#### [What you are asked to do]
Below are entries. Copy exactly the lines running from the line that holds "so large files" to the line that holds "use walkdir::WalkDir;", with both ends included.

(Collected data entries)
______________________________
//! File and directory digests.
//!
//! Files are streamed through the hasher in fixed-size chunks so large files
//! never need to fit in memory. Directory measurement covers the regular files
//! directly inside the directory, in name order; subdirectories are not
//! descended into.

use std::{
    fs::File,
    io::{self, Read},
    path::Path,
};

use bytes::Bytes;
use sha1::Sha1;
use sha2::{Digest, Sha256, Sha384, Sha512};
use walkdir::WalkDir;

use crate::{algorithm::HashAlgorithm, config::DEFAULT_CHUNK_SIZE, error::MeasurementError};

/// Incremental hasher for one of the supported algorithms.
enum Hasher {
    Sha1(Sha1),
    Sha256(Sha256),
    Sha384(Sha384),
    Sha512(Sha512),
}

impl Hasher {
    fn new(algorithm: HashAlgorithm) -> Self {
        match algorithm {
            HashAlgorithm::Sha1 => Self::Sha1(Sha1::new()),
            HashAlgorithm::Sha256 => Self::Sha256(Sha256::new()),
            HashAlgorithm::Sha384 => Self::Sha384(Sha384::new()),
            HashAlgorithm::Sha512 => Self::Sha512(Sha512::new()),
        }
    }

    fn update(&mut self, data: &[u8]) {
        match self {
            Self::Sha1(h) => h.update(data),
            Self::Sha256(h) => h.update(data),
            Self::Sha384(h) => h.update(data),
            Self::Sha512(h) => h.update(data),
        }
    }

    fn finalize(self) -> Bytes {
        match self {
            Self::Sha1(h) => Bytes::copy_from_slice(&h.finalize()),
            Self::Sha256(h) => Bytes::copy_from_slice(&h.finalize()),
            Self::Sha384(h) => Bytes::copy_from_slice(&h.finalize()),
            Self::Sha512(h) => Bytes::copy_from_slice(&h.finalize()),
        }
    }
}

/// Digest of one directory entry.
#[derive(Debug, Clone, PartialEq, Eq)]
pub struct FileMeasurement {
    /// Entry name, relative to the measured directory.
    pub file_name: String,
    /// Content digest.
    pub digest: Bytes,
}

/// Computes content digests with a fixed algorithm.
#[derive(Debug, Clone, Copy, PartialEq, Eq)]
pub struct MeasurementCollector {
    algorithm: HashAlgorithm,
    chunk_size: usize,
}

impl MeasurementCollector {
    /// Collector using the default chunk size.
    pub fn new(algorithm: HashAlgorithm) -> Self {
        Self::with_chunk_size(algorithm, DEFAULT_CHUNK_SIZE)
    }

    /// Collector reading `chunk_size` bytes per step. Zero is treated as one.
    pub fn with_chunk_size(algorithm: HashAlgorithm, chunk_size: usize) -> Self {
        Self { algorithm, chunk_size: chunk_size.max(1) }
    }

    /// Algorithm in use.
    pub fn algorithm(&self) -> HashAlgorithm {
        self.algorithm
    }

    /// Digest of a file's full content.
    ///
    /// The result is always [`HashAlgorithm::digest_size`] bytes long.
    ///
    /// # Errors
    ///
    /// - `MeasurementError::Io` if the file cannot be opened or read
    pub fn hash_file(&self, path: &Path) -> Result<Bytes, MeasurementError> {
        let io_error = |source| MeasurementError::Io { path: path.to_path_buf(), source };

        let mut file = File::open(path).map_err(io_error)?;
        let mut hasher = Hasher::new(self.algorithm);
        let mut buf = vec![0u8; self.chunk_size];
        loop {
            match file.read(&mut buf) {
                Ok(0) => break,
                Ok(n) => hasher.update(&buf[..n]),
                Err(err) if err.kind() == io::ErrorKind::Interrupted => {},
                Err(err) => return Err(io_error(err)),
            }
        }

        let digest = hasher.finalize();
        tracing::trace!(path = %path.display(), algorithm = %self.algorithm, "hashed file");
        Ok(digest)
    }

    /// Digests of every regular file directly inside `path`, sorted by name.
    ///
    /// Subdirectories, symlinks to directories and special files are skipped.
    /// An empty directory yields an empty list.
    ///
    /// # Errors
    ///
    /// - `MeasurementError::Directory` if `path` is not a readable directory
    /// - `MeasurementError::Io` if any contained file cannot be hashed
    /// - `MeasurementError::NonUtf8Name` if an entry name is not valid UTF-8
    pub fn hash_directory(&self, path: &Path) -> Result<Vec<FileMeasurement>, MeasurementError> {
        let dir_error = |source| MeasurementError::Directory { path: path.to_path_buf(), source };

        let metadata = std::fs::metadata(path).map_err(dir_error)?;
        if !metadata.is_dir() {
            return Err(dir_error(io::Error::new(
                io::ErrorKind::InvalidInput,
                "not a directory",
            )));
        }

        let walker = WalkDir::new(path)
            .min_depth(1)
            .max_depth(1)
            .follow_links(true)
            .sort_by_file_name();

        let mut measurements = Vec::new();
        for entry in walker {
            let entry = entry.map_err(|err| {
                let entry_path = err.path().unwrap_or(path).to_path_buf();
                let source = err.into_io_error().unwrap_or_else(|| {
                    io::Error::new(io::ErrorKind::InvalidData, "filesystem loop")
                });
                MeasurementError::Directory { path: entry_path, source }
            })?;

            if !entry.file_type().is_file() {
                tracing::debug!(path = %entry.path().display(), "skipping non-regular entry");
                continue;
            }

            let Some(file_name) = entry.file_name().to_str() else {
                return Err(MeasurementError::NonUtf8Name { path: entry.path().to_path_buf() });
            };
            let file_name = file_name.to_owned();
            let digest = self.hash_file(entry.path())?;
            measurements.push(FileMeasurement { file_name, digest });
        }

        tracing::debug!(
            path = %path.display(),
            files = measurements.len(),
            algorithm = %self.algorithm,
            "hashed directory"
        );
        Ok(measurements)
    }
}

#[cfg(test)]
mod tests {
    use std::fs;

    use hex_literal::hex;
    use proptest::prelude::*;
    use tempfile::TempDir;

    use super::*;

    const ALGORITHMS: [HashAlgorithm; 4] =
        [HashAlgorithm::Sha1, HashAlgorithm::Sha256, HashAlgorithm::Sha384, HashAlgorithm::Sha512];

    #[test]
    fn empty_file_digests() {
        let dir = TempDir::new().unwrap();
        let path = dir.path().join("empty");
        fs::write(&path, b"").unwrap();

        let sha1 = MeasurementCollector::new(HashAlgorithm::Sha1).hash_file(&path).unwrap();
        assert_eq!(&sha1[..], hex!("da39a3ee5e6b4b0d3255bfef95601890afd80709"));

        let sha256 = MeasurementCollector::new(HashAlgorithm::Sha256).hash_file(&path).unwrap();
        assert_eq!(
            &sha256[..],
            hex!("e3b0c44298fc1c149afbf4c8996fb92427ae41e4649b934ca495991b7852b855")
        );
    }

    #[test]
    fn known_content_digest() {
        let dir = TempDir::new().unwrap();
        let path = dir.path().join("abc");
        fs::write(&path, b"abc").unwrap();

        let digest = MeasurementCollector::new(HashAlgorithm::Sha256).hash_file(&path).unwrap();
        assert_eq!(
            &digest[..],
            hex!("ba7816bf8f01cfea414140de5dae2223b00361a396177a9cb410ff61f20015ad")
        );
    }

    #[test]
    fn digest_length_matches_algorithm() {
        let dir = TempDir::new().unwrap();
        let path = dir.path().join("data");
        fs::write(&path, b"measured content").unwrap();

        for algorithm in ALGORITHMS {
            let digest = MeasurementCollector::new(algorithm).hash_file(&path).unwrap();
            assert_eq!(digest.len(), algorithm.digest_size(), "{algorithm}");
        }
    }

    #[test]
    fn missing_file_is_io_error() {
        let dir = TempDir::new().unwrap();
        let path = dir.path().join("missing");

        let result = MeasurementCollector::new(HashAlgorithm::Sha256).hash_file(&path);
        assert!(matches!(result, Err(MeasurementError::Io { .. })));
    }

    #[test]
    fn directory_entries_match_individual_hashes() {
        let dir = TempDir::new().unwrap();
        for (name, content) in [("c", "third"), ("a", "first"), ("b", "second")] {
            fs::write(dir.path().join(name), content).unwrap();
        }
        let collector = MeasurementCollector::new(HashAlgorithm::Sha256);

        let entries = collector.hash_directory(dir.path()).unwrap();
        let names: Vec<_> = entries.iter().map(|e| e.file_name.as_str()).collect();
        assert_eq!(names, ["a", "b", "c"]);
        for entry in &entries {
            let expected = collector.hash_file(&dir.path().join(&entry.file_name)).unwrap();
            assert_eq!(entry.digest, expected);
        }
    }

    #[test]
    fn directory_skips_subdirectories() {
        let dir = TempDir::new().unwrap();
        fs::write(dir.path().join("file"), "x").unwrap();
        fs::create_dir(dir.path().join("nested")).unwrap();
        fs::write(dir.path().join("nested").join("inner"), "y").unwrap();

        let entries =
            MeasurementCollector::new(HashAlgorithm::Sha1).hash_directory(dir.path()).unwrap();
        assert_eq!(entries.len(), 1);
        assert_eq!(entries[0].file_name, "file");
    }

    #[test]
    fn empty_directory_has_no_entries() {
        let dir = TempDir::new().unwrap();
        let entries =
            MeasurementCollector::new(HashAlgorithm::Sha256).hash_directory(dir.path()).unwrap();
        assert!(entries.is_empty());
    }

    #[test]
    fn missing_directory_is_directory_error() {
        let dir = TempDir::new().unwrap();
        let result = MeasurementCollector::new(HashAlgorithm::Sha256)
            .hash_directory(&dir.path().join("missing"));
        assert!(matches!(result, Err(MeasurementError::Directory { .. })));
    }

    #[test]
    fn file_is_not_a_directory() {
        let dir = TempDir::new().unwrap();
        let path = dir.path().join("plain");
        fs::write(&path, "x").unwrap();

        let result = MeasurementCollector::new(HashAlgorithm::Sha256).hash_directory(&path);
        assert!(matches!(result, Err(MeasurementError::Directory { .. })));
    }

    #[cfg(unix)]
    #[test]
    fn non_utf8_names_fail_the_directory() {
        use std::{ffi::OsStr, os::unix::ffi::OsStrExt};

        let dir = TempDir::new().unwrap();
        fs::write(dir.path().join(OsStr::from_bytes(b"a\xff")), "first").unwrap();
        fs::write(dir.path().join(OsStr::from_bytes(b"a\xfe")), "second").unwrap();

        let result = MeasurementCollector::new(HashAlgorithm::Sha256).hash_directory(dir.path());
        let Err(MeasurementError::NonUtf8Name { path }) = result else {
            panic!("expected a file name error, got {result:?}");
        };
        assert_eq!(path.parent(), Some(dir.path()));
    }

    #[cfg(unix)]
    #[test]
    fn failing_entry_discards_whole_directory() {
        let dir = TempDir::new().unwrap();
        fs::write(dir.path().join("a"), "good").unwrap();
        std::os::unix::fs::symlink(dir.path().join("nowhere"), dir.path().join("b")).unwrap();

        let result = MeasurementCollector::new(HashAlgorithm::Sha256).hash_directory(dir.path());
        let Err(err) = result else {
            panic!("expected an error, got {result:?}");
        };
        assert_eq!(err.path(), dir.path().join("b").as_path());
    }

    proptest! {
        #[test]
        fn chunk_size_does_not_change_digest(
            content in proptest::collection::vec(any::<u8>(), 0..4096),
            chunk_size in 1usize..512,
        ) {
            let dir = TempDir::new().unwrap();
            let path = dir.path().join("data");
            fs::write(&path, &content).unwrap();

            let whole = MeasurementCollector::with_chunk_size(HashAlgorithm::Sha256, 8192)
                .hash_file(&path)
                .unwrap();
            let chunked = MeasurementCollector::with_chunk_size(HashAlgorithm::Sha256, chunk_size)
                .hash_file(&path)
                .unwrap();
            prop_assert_eq!(whole, chunked);
        }
    }
}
______________________________
#### [Output]
//! Files are streamed through the hasher in fixed-size chunks so large files
//! never need to fit in memory. Directory measurement covers the regular files
//! directly inside the directory, in name order; subdirectories are not
//! descended into.

use std::{
    fs::File,
    io::{self, Read},
    path::Path,
};

use bytes::Bytes;
use sha1::Sha1;
use sha2::{Digest, Sha256, Sha384, Sha512};
use walkdir::WalkDir;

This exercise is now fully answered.